**EXERCISE AIM**
Find every line in the records below that contains "WlOpcode", and copy it.

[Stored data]

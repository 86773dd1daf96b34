pub mod frame;
pub mod header;
pub mod log;

pub use frame::*;
pub use header::*;
pub use log::*;
use crate::types::{FieldSchema, FrameStats, HeaderMap};

#[cfg(feature = "serde")]
use serde::{Deserialize, Serialize};

/// One gyro reading taken from an accepted main frame.
#[derive(Debug, Clone, PartialEq)]
#[cfg_attr(feature = "serde", derive(Serialize, Deserialize))]
pub struct GyroSample {
    /// The frame's `time` field, or the sample's index when the frame has none
    pub timestamp: i64,
    /// Scaled values in degrees per second
    pub gyro_x: f64,
    pub gyro_y: f64,
    pub gyro_z: f64,
    pub gyro_x_raw: i64,
    pub gyro_y_raw: i64,
    pub gyro_z_raw: i64,
}

/// Why the frame loop stopped. Neither case is an error.
#[derive(Debug, Clone, Copy, PartialEq, Eq)]
#[cfg_attr(feature = "serde", derive(Serialize, Deserialize))]
pub enum StopReason {
    EndOfStream,
    UnknownFrameType { byte: u8, offset: usize },
}

/// Complete result of a successful decode
#[derive(Debug, Clone)]
#[cfg_attr(feature = "serde", derive(Serialize, Deserialize))]
pub struct DecodedLog {
    pub headers: HeaderMap,
    pub field_definitions: FieldSchema,
    /// Accepted main (I and P) frames
    pub frame_count: usize,
    pub gyro_data: Vec<GyroSample>,
    pub stats: FrameStats,
    pub stop_reason: StopReason,
}

impl DecodedLog {
    /// Span between the first and last sample timestamps
    pub fn duration(&self) -> i64 {
        match (self.gyro_data.first(), self.gyro_data.last()) {
            (Some(first), Some(last)) => last.timestamp.saturating_sub(first.timestamp),
            _ => 0,
        }
    }

    pub fn header(&self, key: &str) -> Option<&str> {
        self.headers.get(key).map(String::as_str)
    }

    /// Check if dispatch ran to the end of the data
    pub fn reached_end(&self) -> bool {
        self.stop_reason == StopReason::EndOfStream
    }
}
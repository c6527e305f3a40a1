//! In-memory transport standing in for a compositor in unit tests.

use std::{
    cell::RefCell,
    collections::{HashMap, VecDeque},
    io,
    os::fd::RawFd,
    rc::Rc,
};

use crate::{
    protocol::{WaylandId, WireMessage, WireValue, WireValue::*, WlOpcode, DISPLAY_ID},
    transport::Transport,
    wire_format::{
        encode,
        parsing::{parse_str, parse_u32, Cursor},
        WireMsgHeader,
    },
};

/// Encodes an event exactly like the server would put it on the wire.
pub fn event(object_id: WaylandId, opcode: WlOpcode, values: &[WireValue]) -> Vec<u8> {
    encode(&WireMessage {
        object_id,
        opcode,
        values,
    })
    .unwrap()
    .bytes
}

#[derive(Debug, Clone)]
pub struct SentMessage {
    pub object_id: WaylandId,
    pub opcode: WlOpcode,
    pub payload: Vec<u8>,
    pub fds: usize,
}

impl SentMessage {
    /// The `index`-th 32 bit word of the payload.
    pub fn arg_u32(&self, index: usize) -> u32 {
        let mut cursor = Cursor::new(&self.payload[index * 4..]);
        parse_u32(&mut cursor).unwrap()
    }

    pub fn cursor(&self) -> Cursor<'_> {
        Cursor::new(&self.payload)
    }
}

type Responder = Box<dyn FnMut(&SentMessage) -> Vec<Vec<u8>>>;

#[derive(Default)]
struct WireState {
    sent: Vec<SentMessage>,
    incoming: VecDeque<u8>,
    closed: bool,
}

/// Test side view of a `MockTransport`.
#[derive(Clone, Default)]
pub struct Wire(Rc<RefCell<WireState>>);

impl Wire {
    pub fn sent(&self) -> Vec<SentMessage> {
        self.0.borrow().sent.clone()
    }

    pub fn clear(&self) {
        self.0.borrow_mut().sent.clear();
    }

    pub fn push(&self, bytes: Vec<u8>) {
        self.0.borrow_mut().incoming.extend(bytes);
    }

    pub fn is_closed(&self) -> bool {
        self.0.borrow().closed
    }
}

pub struct MockTransport {
    wire: Wire,
    responder: Responder,
}

impl MockTransport {
    pub fn new(responder: impl FnMut(&SentMessage) -> Vec<Vec<u8>> + 'static) -> (Self, Wire) {
        let wire = Wire::default();
        let transport = Self {
            wire: wire.clone(),
            responder: Box::new(responder),
        };
        (transport, wire)
    }

    pub fn silent() -> (Self, Wire) {
        Self::new(|_| Vec::new())
    }
}

impl Transport for MockTransport {
    fn send(&mut self, bytes: &[u8], fds: &[RawFd]) -> io::Result<usize> {
        if self.wire.is_closed() {
            return Err(io::Error::new(io::ErrorKind::BrokenPipe, "mock closed"));
        }

        let header = WireMsgHeader::build(bytes);
        assert_eq!(header.length as usize, bytes.len(), "one request per send");

        let msg = SentMessage {
            object_id: header.object_id,
            opcode: header.opcode,
            payload: bytes[WireMsgHeader::WIRE_SIZE..].to_vec(),
            fds: fds.len(),
        };

        let replies = (self.responder)(&msg);
        let mut state = self.wire.0.borrow_mut();
        state.sent.push(msg);
        for reply in replies {
            state.incoming.extend(reply);
        }

        Ok(bytes.len())
    }

    // An empty queue on a blocking read means nothing will ever arrive: report EOF
    // instead of hanging the test.
    fn receive(&mut self, buffer: &mut [u8], blocking: bool) -> io::Result<usize> {
        let mut state = self.wire.0.borrow_mut();
        if state.incoming.is_empty() {
            return if blocking || state.closed {
                Ok(0)
            } else {
                Err(io::ErrorKind::WouldBlock.into())
            };
        }

        let size = buffer.len().min(state.incoming.len());
        for (slot, byte) in buffer.iter_mut().zip(state.incoming.drain(..size)) {
            *slot = byte;
        }
        Ok(size)
    }

    fn close(&mut self) {
        self.wire.0.borrow_mut().closed = true;
    }
}

/// A scripted compositor: answers syncs, advertises globals, configures the first
/// toplevel and fires a bounded number of frame callbacks.
pub struct FakeCompositor {
    pub globals: Vec<(u32, &'static str, u32)>,
    pub formats: Vec<u32>,
    pub frames_to_answer: usize,
    pub frames_answered: usize,
    pub ping_serial: Option<u32>,
    /// Sends `xdg_toplevel.close` along with the last answered frame.
    pub close_when_done: bool,
    bound: HashMap<&'static str, WaylandId>,
    registry: Option<WaylandId>,
    surface: Option<WaylandId>,
    xdg_surface: Option<WaylandId>,
    toplevel: Option<WaylandId>,
    pending_frame: Option<WaylandId>,
    configured: bool,
    time: u32,
}

impl FakeCompositor {
    pub fn new(frames_to_answer: usize) -> Self {
        Self {
            globals: vec![(1, "wl_compositor", 1), (2, "xdg_wm_base", 1), (3, "wl_shm", 1)],
            formats: vec![0, 1],
            frames_to_answer,
            frames_answered: 0,
            ping_serial: None,
            close_when_done: false,
            bound: HashMap::new(),
            registry: None,
            surface: None,
            xdg_surface: None,
            toplevel: None,
            pending_frame: None,
            configured: false,
            time: 0,
        }
    }

    pub fn into_transport(self) -> (MockTransport, Wire) {
        let mut compositor = self;
        MockTransport::new(move |msg| compositor.respond(msg))
    }

    fn bound(&self, interface: &str) -> Option<WaylandId> {
        self.bound.get(interface).copied()
    }

    pub fn respond(&mut self, msg: &SentMessage) -> Vec<Vec<u8>> {
        let target = Some(msg.object_id);
        let mut replies = Vec::new();

        if msg.object_id == DISPLAY_ID {
            match msg.opcode {
                // sync
                0 => {
                    let callback = msg.arg_u32(0);
                    replies.push(event(callback, 0, &[Uint32(self.time)]));
                    replies.push(event(DISPLAY_ID, 1, &[Uint32(callback)]));
                }
                // get_registry
                _ => {
                    let registry = msg.arg_u32(0);
                    self.registry = Some(registry);
                    for (name, interface, version) in &self.globals {
                        replies.push(event(
                            registry,
                            0,
                            &[Uint32(*name), Str(interface.to_string()), Uint32(*version)],
                        ));
                    }
                }
            }
        } else if target == self.registry {
            let mut cursor = msg.cursor();
            let name = parse_u32(&mut cursor).unwrap();
            let _interface = parse_str(&mut cursor).unwrap();
            let _version = parse_u32(&mut cursor).unwrap();
            let new_id = parse_u32(&mut cursor).unwrap();

            let interface = self
                .globals
                .iter()
                .find(|(n, _, _)| *n == name)
                .map(|(_, interface, _)| *interface)
                .unwrap();
            self.bound.insert(interface, new_id);

            if interface == "wl_shm" {
                for format in &self.formats {
                    replies.push(event(new_id, 0, &[Uint32(*format)]));
                }
            }
        } else if target.is_some() && target == self.bound("wl_compositor") && msg.opcode == 0 {
            self.surface = Some(msg.arg_u32(0));
        } else if target.is_some() && target == self.bound("xdg_wm_base") && msg.opcode == 2 {
            self.xdg_surface = Some(msg.arg_u32(0));
        } else if target.is_some() && target == self.xdg_surface && msg.opcode == 1 {
            self.toplevel = Some(msg.arg_u32(0));
        } else if target.is_some() && target == self.surface {
            match msg.opcode {
                // frame
                3 => self.pending_frame = Some(msg.arg_u32(0)),
                // commit
                6 if !self.configured => {
                    self.configured = true;
                    if let Some(serial) = self.ping_serial {
                        let wm_base = self.bound("xdg_wm_base").unwrap();
                        replies.push(event(wm_base, 0, &[Uint32(serial)]));
                    }
                    replies.push(event(
                        self.toplevel.unwrap(),
                        0,
                        &[Int32(0), Int32(0), Array(Vec::new())],
                    ));
                    replies.push(event(self.xdg_surface.unwrap(), 0, &[Uint32(77)]));
                }
                6 if self.frames_answered < self.frames_to_answer => {
                    if let Some(frame) = self.pending_frame.take() {
                        self.frames_answered += 1;
                        self.time += 16;
                        replies.push(event(frame, 0, &[Uint32(self.time)]));
                        replies.push(event(DISPLAY_ID, 1, &[Uint32(frame)]));

                        if self.close_when_done && self.frames_answered == self.frames_to_answer {
                            replies.push(event(self.toplevel.unwrap(), 1, &[]));
                        }
                    }
                }
                _ => {}
            }
        }

        replies
    }
}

**ANSWER TO THIS EXERCISE**
    protocol::{WaylandId, WireMessage, WireValue, WireValue::*, WlOpcode, DISPLAY_ID},
pub fn event(object_id: WaylandId, opcode: WlOpcode, values: &[WireValue]) -> Vec<u8> {
    pub opcode: WlOpcode,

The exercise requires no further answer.